(EXERCISE DATA begins)
//! # Configuration
//!
//! [`CanteenConfig`] is built in three layers: built-in defaults, an optional
//! TOML file, then `CANTEEN_*` environment variables. Later layers win.
//!
//! ```toml
//! checkout_delay_ms = 1500
//! channel_buffer = 32
//! seed_menu = true
//! order_ids = "sequential"   # or "random"
//! ```

use serde::Deserialize;
use std::path::{Path, PathBuf};
use std::str::FromStr;
use std::time::Duration;
use thiserror::Error;
use tracing::{debug, info};

pub const ENV_CONFIG_PATH: &str = "CANTEEN_CONFIG";
const ENV_CHECKOUT_DELAY_MS: &str = "CANTEEN_CHECKOUT_DELAY_MS";
const ENV_CHANNEL_BUFFER: &str = "CANTEEN_CHANNEL_BUFFER";
const ENV_SEED_MENU: &str = "CANTEEN_SEED_MENU";
const ENV_ORDER_IDS: &str = "CANTEEN_ORDER_IDS";

#[derive(Debug, Error)]
pub enum ConfigError {
    #[error("Failed to read {path}: {source}")]
    Read {
        path: PathBuf,
        source: std::io::Error,
    },

    #[error("Failed to parse {path}: {source}")]
    Parse {
        path: PathBuf,
        source: toml::de::Error,
    },

    #[error("Invalid value {value:?} for {key}")]
    InvalidValue { key: &'static str, value: String },
}

/// How the order store numbers new orders.
#[derive(Debug, Clone, Copy, PartialEq, Eq, Default, Deserialize)]
#[serde(rename_all = "lowercase")]
pub enum OrderIdStrategy {
    /// `#0001`, `#0002`, ...
    #[default]
    Sequential,
    /// Four random digits. The store refuses an id that is already taken.
    Random,
}

impl FromStr for OrderIdStrategy {
    type Err = ();

    fn from_str(s: &str) -> Result<Self, Self::Err> {
        match s.trim().to_ascii_lowercase().as_str() {
            "sequential" => Ok(OrderIdStrategy::Sequential),
            "random" => Ok(OrderIdStrategy::Random),
            _ => Err(()),
        }
    }
}

#[derive(Debug, Clone, PartialEq, Eq, Deserialize)]
#[serde(default)]
pub struct CanteenConfig {
    /// Simulated payment processing time.
    pub checkout_delay_ms: u64,
    /// Request queue size of every store actor.
    pub channel_buffer: usize,
    /// Load the standard catalog into the menu at start.
    pub seed_menu: bool,
    pub order_ids: OrderIdStrategy,
}

impl Default for CanteenConfig {
    fn default() -> Self {
        Self {
            checkout_delay_ms: 1500,
            channel_buffer: 32,
            seed_menu: true,
            order_ids: OrderIdStrategy::Sequential,
        }
    }
}

impl CanteenConfig {
    pub fn checkout_delay(&self) -> Duration {
        Duration::from_millis(self.checkout_delay_ms)
    }

    pub fn from_toml_str(path: &Path, content: &str) -> Result<Self, ConfigError> {
        toml::from_str(content).map_err(|source| ConfigError::Parse {
            path: path.to_path_buf(),
            source,
        })
    }

    pub fn from_file(path: &Path) -> Result<Self, ConfigError> {
        let content = std::fs::read_to_string(path).map_err(|source| ConfigError::Read {
            path: path.to_path_buf(),
            source,
        })?;
        info!(path = %path.display(), "Loaded config file");
        Self::from_toml_str(path, &content)
    }

    /// Defaults, then the file named by `CANTEEN_CONFIG` if set, then the
    /// `CANTEEN_*` overrides.
    pub fn load() -> Result<Self, ConfigError> {
        let base = match std::env::var_os(ENV_CONFIG_PATH) {
            Some(path) => Self::from_file(Path::new(&path))?,
            None => Self::default(),
        };
        base.with_overrides(|key| std::env::var(key).ok())
    }

    /// Applies `CANTEEN_*` overrides read through `lookup`.
    pub fn with_overrides(
        mut self,
        lookup: impl Fn(&str) -> Option<String>,
    ) -> Result<Self, ConfigError> {
        if let Some(value) = lookup(ENV_CHECKOUT_DELAY_MS) {
            self.checkout_delay_ms = parse(ENV_CHECKOUT_DELAY_MS, &value)?;
        }
        if let Some(value) = lookup(ENV_CHANNEL_BUFFER) {
            self.channel_buffer = parse(ENV_CHANNEL_BUFFER, &value)?;
        }
        if let Some(value) = lookup(ENV_SEED_MENU) {
            self.seed_menu = parse(ENV_SEED_MENU, &value)?;
        }
        if let Some(value) = lookup(ENV_ORDER_IDS) {
            self.order_ids = parse(ENV_ORDER_IDS, &value)?;
        }
        if self.channel_buffer == 0 {
            return Err(ConfigError::InvalidValue {
                key: "channel_buffer",
                value: "0".to_string(),
            });
        }
        debug!(config = ?self, "Config resolved");
        Ok(self)
    }
}

fn parse<T: FromStr>(key: &'static str, value: &str) -> Result<T, ConfigError> {
    value.trim().parse().map_err(|_| ConfigError::InvalidValue {
        key,
        value: value.to_string(),
    })
}
//! # Session Store
//!
//! The signed-in identity for this process. Unlike the other stores it is
//! not an actor: it is a [`watch`] cell, so readers always see the latest
//! value without a round trip and dashboards can wait for login or logout.

use crate::model::{Role, Session};
use std::sync::Arc;
use tokio::sync::watch;
use tracing::info;

/// Holds at most one [`Session`]. Cheap to clone; clones share the cell.
#[derive(Clone)]
pub struct SessionStore {
    current: Arc<watch::Sender<Option<Session>>>,
}

impl Default for SessionStore {
    fn default() -> Self {
        Self::new()
    }
}

impl SessionStore {
    pub fn new() -> Self {
        let (current, _) = watch::channel(None);
        Self {
            current: Arc::new(current),
        }
    }

    /// Replaces any existing session.
    pub fn login(&self, role: Role, email: impl Into<String>) -> Session {
        let session = Session::new(role, email);
        info!(role = %session.role, email = %session.email, "Logged in");
        self.current.send_replace(Some(session.clone()));
        session
    }

    /// Returns the session that was ended, if any.
    pub fn logout(&self) -> Option<Session> {
        let ended = self.current.send_replace(None);
        if let Some(session) = &ended {
            info!(role = %session.role, email = %session.email, "Logged out");
        }
        ended
    }

    pub fn current_user(&self) -> Option<Session> {
        self.current.borrow().clone()
    }

    /// Sees every login and logout from now on.
    pub fn subscribe(&self) -> watch::Receiver<Option<Session>> {
        self.current.subscribe()
    }
}
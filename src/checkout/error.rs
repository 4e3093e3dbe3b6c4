use crate::cart_actor::CartError;
use crate::error::ValidationError;
use crate::order_actor::OrderError;
use thiserror::Error;

#[derive(Debug, Clone, Error, PartialEq)]
pub enum CheckoutError {
    /// Nothing was changed; the message names the missing field.
    #[error(transparent)]
    Validation(#[from] ValidationError),

    /// Another checkout for the same cart is still waiting on payment.
    #[error("Checkout already in progress")]
    InProgress,

    /// The pending checkout was cancelled before the order was placed.
    #[error("Checkout cancelled")]
    Cancelled,

    #[error(transparent)]
    Cart(CartError),

    #[error(transparent)]
    Order(#[from] OrderError),

    /// The task running the checkout ended without an answer.
    #[error("Checkout task failed: {0}")]
    Interrupted(String),
}

impl From<CartError> for CheckoutError {
    fn from(e: CartError) -> Self {
        match e {
            CartError::Empty => CheckoutError::Validation(ValidationError::EmptyCart),
            CartError::CheckoutInProgress(_) => CheckoutError::InProgress,
            other => CheckoutError::Cart(other),
        }
    }
}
(EXERCISE DATA ends)
All that is needed is the opening run of the data, given again exactly: please include every line from the first through the line with "use serde::Deserialize;", both ends kept.

//! # Configuration
//!
//! [`CanteenConfig`] is built in three layers: built-in defaults, an optional
//! TOML file, then `CANTEEN_*` environment variables. Later layers win.
//!
//! ```toml
//! checkout_delay_ms = 1500
//! channel_buffer = 32
//! seed_menu = true
//! order_ids = "sequential"   # or "random"
//! ```

use serde::Deserialize;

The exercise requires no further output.